Joseph Muscat will answer to corruption charges today, in what will be a landmark case against a former prime minister.
The police are set to be on high alert over fears that tension could boil over when Labour supporters are expected to gather en masse to support Muscat outside the law courts.
Supporters have been told to gather in Valletta at 10am, while the arraignments are expected to start an hour later. Times of Malta will be running a live blog.
A strong police presence is expected outside the lawcourts as the former prime minister and 22 others enter the building to face the charges.
Muscat is facing a raft of charges, including money laundering, corruption, bribery, and setting up a criminal organisation.
His co-defendants will include his former chief of staff Keith Schembri and former health minister Konrad Mizzi.
All three deny wrongdoing.
Apart from the three government officials, a network of 20 other individuals and companies will be charged.
The case revolves around a €4 billion deal signed by Muscat’s government to hand the running of three public hospitals to suspected fraudsters.
Vitals Global Healthcare was awarded the concession in 2015, on the back of what investigators allege was a rigged tendering process.
Investigators who pored over thousands of e-mails, documents and banking records have likened the deal to a “Ponzi scheme”.
Muscat, Mizzi and Schembri are all suspected to have illicitly benefitted from a “political support fund” set up by Steward Health Care, who took over the concession from Vitals in 2018.
Steward was booted out of the concession by a civil court last year on fraud grounds, with the three hospitals being returned to the government.
The ex-prime minister is being charged by summons, meaning he is not under arrest and will freely make his way inside and back out of court.
The arraignment will likely be the first salvo in a case that could well drag on for years.
The gravity of the charges means the ex-government officials will likely face a jury trial.
Brian Tonna and Karl Cini, two accountants who set up “money laundering structures” for Mizzi and Schembri in Panama will also be charged.
David Meli, who was a lawyer for both Vitals and Steward, will similarly be in the dock on charges of money laundering and bribing government officials, alongside Vitals’ auditor Chris Spiteri.
Another key individual facing charges today is Ivan Vassallo, the director of medical supply company Technoline.
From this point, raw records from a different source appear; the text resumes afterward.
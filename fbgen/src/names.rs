use bimap::BiMap;
use indexmap::IndexSet;
use once_cell::sync::Lazy;
use strum::{Display, EnumString};
use tracing::debug;

/// Identifiers the Firebird toolchain already owns.
pub const DEFAULT_RESERVED: &str = "\
port_config,init,if,else,for,switch,case,while,do,break,continue,return,goto,\
define,include,HIGH,LOW,INPUT,OUTPUT,INPUT_PULLUP,true,false,void,boolean,char,\
unsigned,byte,int,word,long,float,double,string,String,array,static,volatile,\
const,sizeof,pinMode,digitalWrite,digitalRead,analogReference,analogRead,\
analogWrite,tone,noTone,shiftOut,shiftIn,pulseIn,millis,micros,delay,\
delayMicroseconds,min,max,abs,constrain,map,pow,sqrt,sin,cos,tan,randomSeed,\
random,lowByte,highByte,bitRead,bitWrite,bitSet,bitClear,bit,attachInterrupt,\
detachInterrupt,interrupts,noInterrupts";

/// C89/C99 keywords. Always reserved, whatever list is configured.
pub const C_KEYWORDS: [&str; 37] = [
    "auto", "break", "case", "char", "const", "continue", "default", "do", "double", "else",
    "enum", "extern", "float", "for", "goto", "if", "inline", "int", "long", "register",
    "restrict", "return", "short", "signed", "sizeof", "static", "struct", "switch", "typedef",
    "union", "unsigned", "void", "volatile", "while", "_Bool", "_Complex", "_Imaginary",
];

static DEFAULT_RESERVED_SET: Lazy<IndexSet<String>> = Lazy::new(|| parse_reserved(DEFAULT_RESERVED));

/// Base name used when a raw name has nothing usable in it
pub const PLACEHOLDER: &str = "unnamed";

#[derive(Debug, Clone, Copy, PartialEq, Eq, Hash, PartialOrd, Ord, Display, EnumString)]
#[strum(serialize_all = "SCREAMING_SNAKE_CASE")]
pub enum NameKind {
    Variable,
    Procedure,
}

/// One user name and the identifier it was given in the output.
#[derive(Debug, Clone, PartialEq, Eq)]
pub struct Binding {
    pub raw: String,
    pub kind: NameKind,
    pub safe: String,
}

/// Maps user-chosen names to unique, legal, non-reserved identifiers.
///
/// Lookups are memoized per `(raw, kind)` until [`Names::reset`], so a name
/// always renders the same way within one pass. Names are case-sensitive:
/// `x` and `X` are two different names.
#[derive(Debug, Clone)]
pub struct Names {
    reserved: IndexSet<String>,
    // (kind, raw) <-> safe
    db: BiMap<(NameKind, String), String>,
    // Names handed out by `distinct_name`, not tied to a raw name
    fresh: IndexSet<String>,
}

impl Default for Names {
    fn default() -> Self {
        Names {
            reserved: DEFAULT_RESERVED_SET.clone(),
            db: BiMap::new(),
            fresh: IndexSet::new(),
        }
    }
}

impl Names {
    pub fn new(reserved: &str) -> Self {
        let mut names = Names::default();
        names.configure(reserved);
        names
    }

    /// Replace the reserved word list with a comma-separated one.
    pub fn configure(&mut self, reserved: &str) {
        self.reserved = parse_reserved(reserved);
    }

    /// Forget every binding. Reserved words are kept.
    pub fn reset(&mut self) {
        self.db.clear();
        self.fresh.clear();
    }

    pub fn is_reserved(&self, name: &str) -> bool {
        self.reserved.contains(name) || C_KEYWORDS.contains(&name)
    }

    /// Safe identifier for `raw`, creating the binding on first use.
    pub fn safe_name(&mut self, raw: &str, kind: NameKind) -> String {
        let key = (kind, raw.to_string());
        if let Some(safe) = self.db.get_by_left(&key) {
            return safe.clone();
        }
        let safe = self.unique(sanitize(raw));
        debug!(raw, %kind, safe = %safe, "bound name");
        self.db.insert(key, safe.clone());
        safe
    }

    /// A new identifier based on `raw` that no other name uses.
    /// Unlike [`Names::safe_name`] this never returns an existing binding.
    pub fn distinct_name(&mut self, raw: &str, kind: NameKind) -> String {
        let safe = self.unique(sanitize(raw));
        debug!(raw, %kind, safe = %safe, "fresh name");
        self.fresh.insert(safe.clone());
        safe
    }

    /// Raw name behind a safe identifier, if it was bound by `safe_name`
    pub fn raw_name(&self, safe: &str) -> Option<(NameKind, &str)> {
        self.db
            .get_by_right(safe)
            .map(|(kind, raw)| (*kind, raw.as_str()))
    }

    pub fn len(&self) -> usize {
        self.db.len() + self.fresh.len()
    }

    pub fn is_empty(&self) -> bool {
        self.len() == 0
    }

    /// All memoized bindings, ordered by safe name
    pub fn bindings(&self) -> Vec<Binding> {
        let mut list: Vec<Binding> = self
            .db
            .iter()
            .map(|((kind, raw), safe)| Binding {
                raw: raw.clone(),
                kind: *kind,
                safe: safe.clone(),
            })
            .collect();
        list.sort_by(|a, b| a.safe.cmp(&b.safe));
        list
    }

    fn is_taken(&self, name: &str) -> bool {
        self.is_reserved(name) || self.db.contains_right(name) || self.fresh.contains(name)
    }

    // base, base2, base3, ...
    fn unique(&self, base: String) -> String {
        let mut candidate = base.clone();
        let mut idx = 1;
        while self.is_taken(&candidate) {
            idx += 1;
            candidate = format!("{}{}", base, idx);
        }
        candidate
    }
}

/// Make `raw` a legal C identifier.
///
/// ASCII characters outside `[A-Za-z0-9_]` become `_`, other characters
/// become `u` followed by the lowercase hex of their UTF-8 bytes, so distinct
/// non-ASCII names keep distinct spellings.
pub fn sanitize(raw: &str) -> String {
    let mut name = String::with_capacity(raw.len());
    for c in raw.chars() {
        if c.is_ascii_alphanumeric() || c == '_' {
            name.push(c);
        } else if c.is_ascii() {
            name.push('_');
        } else {
            let mut buf = [0; 4];
            name.push('u');
            for byte in c.encode_utf8(&mut buf).bytes() {
                name.push_str(&format!("{:02x}", byte));
            }
        }
    }
    if name.is_empty() {
        return PLACEHOLDER.to_string();
    }
    if name.starts_with(|c: char| c.is_ascii_digit()) {
        name.insert_str(0, "my_");
    }
    name
}

fn parse_reserved(list: &str) -> IndexSet<String> {
    list.split(',')
        .map(str::trim)
        .filter(|word| !word.is_empty())
        .map(str::to_string)
        .collect()
}

#[test]
fn test() {
    assert_eq!(sanitize("my var"), "my_var");
    assert_eq!(sanitize(""), PLACEHOLDER);
    assert_eq!(sanitize("1st"), "my_1st");
    assert_eq!(sanitize("a-b.c"), "a_b_c");
    assert_eq!(sanitize("é"), "uc3a9");
    assert_eq!(sanitize("aé"), "auc3a9");
    assert!(parse_reserved(" a, ,b ,").contains("b"));
    assert_eq!(parse_reserved(" a, ,b ,").len(), 2);
}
Vassallo is alleged to have been complicit in plans to front Technoline on behalf of Schembri and Mizzi. Former Allied Newspapers managing director Adrian Hillman and businessman Pierre Sladden will similarly be charged in connection with the Technoline plan.
The arraignments will be heard in Hall 22 – the largest courtroom – with the balcony normally available to the public instead reserved for the press and family members of the accused.
The area downstairs will be reserved for defendants, prosecution, defence and court staff.
Insiders who spoke to Times of Malta say Muscat’s supporters have been rallying around to draw a large crowd in Valletta this morning.
Muscat has repeatedly claimed he was innocent of the accusations.
The drama leading to today’s arraignment continued yesterday with three top civil servants insisting the Attorney General was with them in talks over the hospitals concession, and therefore has a conflict of interest.
While Robert Abela insisted yesterday that the institutions should be allowed to do their work, Opposition leader Bernard Grech said the prime minister is complicit in the hospitals scandal.